Of course, that's why I didn't buy a house. It is possible to rent, you know. I'm sure glad I did.
2.26.2009 12:01pm
Thorley Mythtaken (mail):
I apologize if my sympathy for the rick is not as strong as yours.

I favor confiscatory tax rates on any guy who refers to himself either in the third person or with a definite article.

Otherwise: what Alan Gunn said; and run a candidate with a discernible constituency next time
2.26.2009 12:02pm
Thales (mail) (www):
I see there was a quotation posting error-I retract my confused comment on that one.

I'd love to see Obama be in a position to budget $0 for Iraq and Afghanistan, incidentally. And yes, I do think that the recession and need for fiscal stimulus does change things, and yes, I think "tax and spend" is better than "borrow and spend." Not tax and not spend is also preferable to borrow and spend. Tax and not spend as much because we need pay down big obligations before they get out of control will likely be the endgame.
2.26.2009 12:02pm
Mahan Atma (mail):
"probably less than your average Joe the Plumber."


Sure, but not everybody can make a living out of being subsidized by Pajamas Media.
2.26.2009 12:04pm
Elliot123 (mail):
"Why should I feel sorry for people who keep making bad lifestyle choices? I lost any sympathy for them after "If you live in DC"

I feel exactly the same way about people who made bad lifestyle choices by purchasing houses they couldn't afford, then expect someone else to pay to keep them in those houses.
2.26.2009 12:04pm
AndyinNc:
It's bizarro conservative math world! The couple earning $300,000 is making less than joe the plumber!

1) I think your math is just wrong. Isn't it $40+/hour?
2) An hourly wage comparison is basically meaningless.
3) Complaining about top marginal rates is really quite ridiculous. I'm sure these people are free to request lower salaries if they are so concerned about it.

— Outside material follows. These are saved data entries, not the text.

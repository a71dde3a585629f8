use std::collections::HashMap;
use std::sync::{Arc, LazyLock};

use crate::error::CoreError;
use crate::model::ObjectType;

use super::Schema;
use super::builtin;

static BUILTIN: LazyLock<Arc<SchemaRegistry>> =
    LazyLock::new(|| Arc::new(SchemaRegistry::builder().with_builtin().build()));

/// Immutable lookup table from object type to schema.
///
/// The built-in registry is created once and shared. Custom registries are
/// assembled with [`SchemaRegistry::builder`], typically starting from the
/// built-in tables and replacing or adding entries.
#[derive(Debug, Clone, Default)]
pub struct SchemaRegistry {
    schemas: HashMap<ObjectType, Schema>,
}

impl SchemaRegistry {
    /// The process-wide built-in registry.
    pub fn builtin() -> Arc<SchemaRegistry> {
        Arc::clone(&BUILTIN)
    }

    pub fn builder() -> SchemaRegistryBuilder {
        SchemaRegistryBuilder::default()
    }

    pub fn schema_for(&self, object_type: ObjectType) -> Result<&Schema, CoreError> {
        self.schemas
            .get(&object_type)
            .ok_or_else(|| CoreError::UnknownObjectType {
                name: object_type.to_string(),
            })
    }

    /// Look up by name, accepting either `snake_case` or hyphenated spelling.
    pub fn lookup(&self, name: &str) -> Result<&Schema, CoreError> {
        let object_type: ObjectType = name.parse()?;
        self.schema_for(object_type)
    }

    /// Registered types in declaration order.
    pub fn object_types(&self) -> Vec<ObjectType> {
        let mut types: Vec<_> = self.schemas.keys().copied().collect();
        types.sort();
        types
    }

    pub fn len(&self) -> usize {
        self.schemas.len()
    }

    pub fn is_empty(&self) -> bool {
        self.schemas.is_empty()
    }
}

/// Assembles a [`SchemaRegistry`]. Later registrations replace earlier ones
/// for the same type.
#[derive(Debug, Default)]
pub struct SchemaRegistryBuilder {
    schemas: HashMap<ObjectType, Schema>,
}

impl SchemaRegistryBuilder {
    #[must_use]
    pub fn with_builtin(mut self) -> Self {
        for schema in builtin::schemas() {
            self.schemas.insert(schema.object_type, schema);
        }
        self
    }

    #[must_use]
    pub fn register(mut self, schema: Schema) -> Self {
        self.schemas.insert(schema.object_type, schema);
        self
    }

    pub fn build(self) -> SchemaRegistry {
        SchemaRegistry {
            schemas: self.schemas,
        }
    }
}

#[cfg(test)]
#[allow(clippy::unwrap_used)]
mod tests {
    use super::*;
    use crate::schema::{Container, FieldKind, FieldSet};

    #[test]
    fn builtin_covers_every_type() {
        let registry = SchemaRegistry::builtin();
        assert_eq!(registry.object_types(), ObjectType::all().collect::<Vec<_>>());
    }

    #[test]
    fn lookup_by_name() {
        let registry = SchemaRegistry::builtin();
        let schema = registry.lookup("service-group").unwrap();
        assert_eq!(schema.object_type, ObjectType::ServiceGroup);

        let err = registry.lookup("ike-gateway").unwrap_err();
        assert!(matches!(err, CoreError::UnknownObjectType { .. }));
    }

    #[test]
    fn custom_registry_replaces_and_omits() {
        let tag = Schema::new(
            ObjectType::Tag,
            Container::Object("tag"),
            FieldSet::new().required("color", FieldKind::Color),
        );
        let registry = SchemaRegistry::builder().register(tag).build();

        assert_eq!(registry.len(), 1);
        assert_eq!(
            registry.schema_for(ObjectType::Tag).unwrap().requirement_count(),
            1
        );
        assert!(matches!(
            registry.schema_for(ObjectType::Address),
            Err(CoreError::UnknownObjectType { ref name }) if name == "address"
        ));
    }
}
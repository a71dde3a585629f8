// ── Runtime connection configuration ──
//
// These types describe how to reach one device and how patiently to wait
// on it. They carry credential data and tuning, but never touch disk.
// panfly-config (or any embedding service) builds a `DeviceConfig` and
// hands it in.

use std::time::Duration;

use secrecy::SecretString;
use url::Url;

use crate::context::{DEFAULT_VSYS, DeviceKind};

/// TLS verification strategy.
#[derive(Debug, Clone, Default, PartialEq, Eq)]
pub enum TlsVerification {
    /// System CA store (strict).
    SystemDefaults,
    /// Custom CA certificate file.
    CustomCa(std::path::PathBuf),
    /// Skip verification. Management interfaces ship self-signed certs.
    #[default]
    DangerAcceptInvalid,
}

impl TlsVerification {
    pub(crate) fn to_tls_mode(&self) -> panfly_api::TlsMode {
        match self {
            Self::SystemDefaults => panfly_api::TlsMode::System,
            Self::CustomCa(path) => panfly_api::TlsMode::CustomCa(path.clone()),
            Self::DangerAcceptInvalid => panfly_api::TlsMode::DangerAcceptInvalid,
        }
    }
}

/// Retry tuning for idempotent requests. Commits are never retried.
#[derive(Debug, Clone, PartialEq)]
pub struct RetrySettings {
    /// Total attempts including the first. 1 disables retry.
    pub max_attempts: u32,
    pub initial_backoff: Duration,
    pub max_backoff: Duration,
}

impl Default for RetrySettings {
    fn default() -> Self {
        Self {
            max_attempts: 3,
            initial_backoff: Duration::from_millis(500),
            max_backoff: Duration::from_secs(10),
        }
    }
}

impl RetrySettings {
    pub(crate) fn to_policy(&self) -> panfly_api::RetryPolicy {
        panfly_api::RetryPolicy {
            max_attempts: self.max_attempts.max(1),
            initial_delay: self.initial_backoff,
            max_delay: self.max_backoff.max(self.initial_backoff),
            ..panfly_api::RetryPolicy::default()
        }
    }
}

/// Job polling cadence.
///
/// Polls are `interval` apart by default. Raising `max_interval` above
/// `interval` makes the delay double up to that cap instead. Waiting stops
/// with a timeout once `max_wait` has elapsed.
#[derive(Debug, Clone, Copy, PartialEq, Eq)]
pub struct PollSettings {
    pub interval: Duration,
    pub max_interval: Duration,
    pub max_wait: Duration,
}

impl Default for PollSettings {
    fn default() -> Self {
        Self::fixed(Duration::from_secs(2), Duration::from_secs(600))
    }
}

impl PollSettings {
    /// Constant-interval polling.
    pub fn fixed(interval: Duration, max_wait: Duration) -> Self {
        Self {
            interval,
            max_interval: interval,
            max_wait,
        }
    }

    /// Delay after the given delay.
    pub(crate) fn next_delay(&self, current: Duration) -> Duration {
        current
            .saturating_mul(2)
            .min(self.max_interval.max(self.interval))
    }
}

/// Configuration for talking to a single device.
#[derive(Debug, Clone)]
pub struct DeviceConfig {
    /// Management URL, e.g. `https://fw01.example.net`.
    pub url: Url,
    pub api_key: SecretString,
    pub kind: DeviceKind,
    pub tls: TlsVerification,
    /// Per-request timeout.
    pub timeout: Duration,
    pub connect_timeout: Duration,
    pub retry: RetrySettings,
    /// Vsys for firewall contexts that name none, and inside templates.
    pub default_vsys: String,
    pub poll: PollSettings,
}

impl DeviceConfig {
    /// Defaults for everything but the address and key.
    pub fn new(url: Url, api_key: SecretString) -> Self {
        Self {
            url,
            api_key,
            kind: DeviceKind::default(),
            tls: TlsVerification::default(),
            timeout: Duration::from_secs(30),
            connect_timeout: Duration::from_secs(10),
            retry: RetrySettings::default(),
            default_vsys: DEFAULT_VSYS.into(),
            poll: PollSettings::default(),
        }
    }

    pub(crate) fn transport(&self) -> panfly_api::TransportConfig {
        panfly_api::TransportConfig {
            tls: self.tls.to_tls_mode(),
            timeout: self.timeout,
            connect_timeout: self.connect_timeout,
            ..panfly_api::TransportConfig::default()
        }
    }
}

You obviously drew a conclusion and then made up a scenario to fit it. Hardly compelling justification for your desired social policies.
2.26.2009 12:05pm
SeaDrive:

I'll say it again. My "rich friends" are in effect making $28.75 an hour, probably less than your average Joe the Plumber. And many of these folks supported Obama.


1) What are Joe's after tax, after expenses hourly earnings?
2) Why is the hourly rate the appropriate measure?
3) What the excuse for the implicit slam against plumbers? I'm a white collar worker, but I don't sneer at people who choose not to work in an office. I think you need an attitude adjustment.
2.26.2009 12:07pm
Nifonged:
"Why isn't Atlas shrugging?"

Who says it isn't? For years we were in the group the Professor described above: 2 professionals, a little over $300,000 annual income. We didn't have an $800,000 mortgage and child care costs weren't quite $40,000, but both of us had student loan obligations (which we couldn't deduct) and were subject to the maximum tax rate and phase out of most credits and deductions. Being rational actors, my wife decided it wasn't worth it for our family for her to continue working so she stopped - child care costs are down, marginal taxes are less and now we enjoy credits and deductions that previously were phased out. We're not in that much worse of an after-tax situation than we were before.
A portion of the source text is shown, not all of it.